▶ Task directions
Across the records below, how many lines include the word "FieldValue"? State only the number.

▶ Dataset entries

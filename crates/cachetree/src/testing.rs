// Copyright (c) Microsoft Corporation.
// Licensed under the MIT License.

//! An in-memory entity graph for tests.
//!
//! [`MemoryGraph`] implements [`EntityAccessor`] over rows kept in memory. Relations are
//! declared on its builder as foreign keys, one-to-one links and many-to-many links (with a
//! managed or an explicit linking type); the matching reverse relations are declared with
//! them. It counts fetches and relation reads so tests can assert source round trips.

#![allow(clippy::panic, reason = "misdeclared test graphs panic")]

use std::{
    collections::{BTreeMap, BTreeSet, HashMap},
    sync::{
        Arc,
        atomic::{AtomicI64, AtomicUsize, Ordering},
    },
};

use parking_lot::RwLock;

use crate::{
    accessor::{AccessError, EntityAccessor, EntityDescriptor, FetchOutcome, Linking, RelationDescriptor},
    instance::{Instance, Related},
    invalidate::LinkChange,
    key::Lookup,
    value::{EntityType, FieldValue, PK_ALIAS},
};

type Row = BTreeMap<String, FieldValue>;
type LinkTable = (EntityType, String);

#[derive(Clone, Debug)]
enum Rule {
    /// Reads the row of `target` whose key is the instance's `fk_field`.
    Forward { fk_field: String, target: EntityType },
    /// Reads the rows of `source` whose `fk_field` is the instance's key.
    Reverse { source: EntityType, fk_field: String, single: bool },
    /// Reads the rows of `target` linked to the instance in `table`.
    ManyToMany { table: LinkTable, left: bool, target: EntityType },
    /// Reads the rows of `target` named by the `through` rows pointing at the instance.
    Through {
        through: EntityType,
        own_fk: String,
        other_fk: String,
        target: EntityType,
    },
}

#[derive(Debug)]
struct ThroughDeclaration {
    left: EntityType,
    relation: String,
    right: EntityType,
    reverse: String,
    through: EntityType,
}

/// Declares the types and relations of a [`MemoryGraph`].
#[derive(Debug, Default)]
pub struct MemoryGraphBuilder {
    descriptors: HashMap<EntityType, EntityDescriptor>,
    rules: HashMap<(EntityType, String), Rule>,
    foreign_keys: Vec<(EntityType, String, EntityType)>,
    throughs: Vec<ThroughDeclaration>,
}

impl MemoryGraphBuilder {
    /// Declares `entity_type` with primary key `primary_key` and further direct `fields`.
    #[must_use]
    pub fn entity<I>(mut self, entity_type: &str, primary_key: &str, fields: I) -> Self
    where
        I: IntoIterator,
        I::Item: Into<String>,
    {
        let descriptor = EntityDescriptor::new(entity_type, primary_key).fields(fields);
        self.descriptors.insert(EntityType::from(entity_type), descriptor);
        self
    }

    /// Declares the foreign key `child.fk_field` to `parent`, readable as `child.relation`
    /// and, in reverse, as the collection `parent.reverse`.
    ///
    /// # Panics
    ///
    /// Panics if either type has not been declared.
    #[must_use]
    pub fn foreign_key(mut self, child: &str, fk_field: &str, relation: &str, parent: &str, reverse: &str) -> Self {
        self.relate(child, relation, RelationDescriptor::single(parent, reverse), Rule::Forward {
            fk_field: fk_field.to_owned(),
            target: parent.into(),
        });
        self.relate(parent, reverse, RelationDescriptor::read_only_collection(child, relation), Rule::Reverse {
            source: child.into(),
            fk_field: fk_field.to_owned(),
            single: false,
        });
        self.foreign_keys.push((child.into(), fk_field.to_owned(), parent.into()));
        self
    }

    /// Declares the unique foreign key `child.fk_field` to `parent`, readable as
    /// `child.relation` and, in reverse, as the single relation `parent.reverse`.
    ///
    /// # Panics
    ///
    /// Panics if either type has not been declared.
    #[must_use]
    pub fn one_to_one(mut self, child: &str, fk_field: &str, relation: &str, parent: &str, reverse: &str) -> Self {
        self.relate(child, relation, RelationDescriptor::single(parent, reverse), Rule::Forward {
            fk_field: fk_field.to_owned(),
            target: parent.into(),
        });
        self.relate(parent, reverse, RelationDescriptor::single(child, relation), Rule::Reverse {
            source: child.into(),
            fk_field: fk_field.to_owned(),
            single: true,
        });
        self
    }

    /// Declares a many-to-many relation with a managed linking type, readable as the
    /// collections `left.relation` and `right.reverse`.
    ///
    /// # Panics
    ///
    /// Panics if either type has not been declared.
    #[must_use]
    pub fn many_to_many(mut self, left: &str, relation: &str, right: &str, reverse: &str) -> Self {
        let linking = Linking::auto(format!("{left}_{relation}"));
        let table: LinkTable = (left.into(), relation.to_owned());

        self.relate(
            left,
            relation,
            RelationDescriptor::mutable_collection(right, reverse).with_linking(linking.clone()),
            Rule::ManyToMany {
                table: table.clone(),
                left: true,
                target: right.into(),
            },
        );
        self.relate(
            right,
            reverse,
            RelationDescriptor::mutable_collection(left, relation).with_linking(linking),
            Rule::ManyToMany {
                table,
                left: false,
                target: left.into(),
            },
        );
        self
    }

    /// Declares a many-to-many relation mediated by the explicit linking type `through`,
    /// which must hold a foreign key to each side.
    ///
    /// # Panics
    ///
    /// [`MemoryGraphBuilder::build`] panics if `through` has no foreign key to either side.
    #[must_use]
    pub fn many_to_many_through(mut self, left: &str, relation: &str, right: &str, reverse: &str, through: &str) -> Self {
        self.throughs.push(ThroughDeclaration {
            left: left.into(),
            relation: relation.to_owned(),
            right: right.into(),
            reverse: reverse.to_owned(),
            through: through.into(),
        });
        self
    }

    /// Finishes the graph.
    ///
    /// # Panics
    ///
    /// Panics if a linking type lacks a foreign key to a side it links.
    #[must_use]
    pub fn build(mut self) -> MemoryGraph {
        for declaration in std::mem::take(&mut self.throughs) {
            let left_fk = self.foreign_key_between(&declaration.through, &declaration.left);
            let right_fk = self.foreign_key_between(&declaration.through, &declaration.right);
            let left_accessor = self.reverse_name(&declaration.left, &declaration.through);
            let right_accessor = self.reverse_name(&declaration.right, &declaration.through);

            self.relate(
                declaration.left.as_str(),
                &declaration.relation,
                RelationDescriptor::read_only_collection(&declaration.right, declaration.reverse.as_str())
                    .with_linking(Linking::explicit(&declaration.through, left_accessor)),
                Rule::Through {
                    through: declaration.through.clone(),
                    own_fk: left_fk.clone(),
                    other_fk: right_fk.clone(),
                    target: declaration.right.clone(),
                },
            );
            self.relate(
                declaration.right.as_str(),
                &declaration.reverse,
                RelationDescriptor::read_only_collection(&declaration.left, declaration.relation.as_str())
                    .with_linking(Linking::explicit(&declaration.through, right_accessor)),
                Rule::Through {
                    through: declaration.through,
                    own_fk: right_fk,
                    other_fk: left_fk,
                    target: declaration.left,
                },
            );
        }

        MemoryGraph {
            inner: Arc::new(GraphInner {
                descriptors: self.descriptors,
                rules: self.rules,
                rows: RwLock::default(),
                links: RwLock::default(),
                next_id: AtomicI64::new(1),
                fetches: AtomicUsize::new(0),
                relation_reads: AtomicUsize::new(0),
            }),
        }
    }

    fn relate(&mut self, entity_type: &str, relation: &str, descriptor: RelationDescriptor, rule: Rule) {
        let entity = self
            .descriptors
            .remove(entity_type)
            .unwrap_or_else(|| panic!("entity `{entity_type}` must be declared before its relations"));
        self.descriptors
            .insert(entity.entity_type().clone(), entity.relation(relation, descriptor));
        self.rules.insert((entity_type.into(), relation.to_owned()), rule);
    }

    fn foreign_key_between(&self, child: &EntityType, parent: &EntityType) -> String {
        self.foreign_keys
            .iter()
            .find(|(from, _, to)| from == child && to == parent)
            .map(|(_, fk_field, _)| fk_field.clone())
            .unwrap_or_else(|| panic!("linking type `{child}` has no foreign key to `{parent}`"))
    }

    fn reverse_name(&self, parent: &EntityType, child: &EntityType) -> String {
        self.descriptors
            .get(parent)
            .and_then(|descriptor| {
                descriptor
                    .relations()
                    .find(|(_, relation)| relation.target() == child && relation.kind().is_collection())
                    .map(|(name, _)| name.to_owned())
            })
            .unwrap_or_else(|| panic!("`{parent}` has no collection of `{child}`"))
    }
}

▶ Answer to this problem
2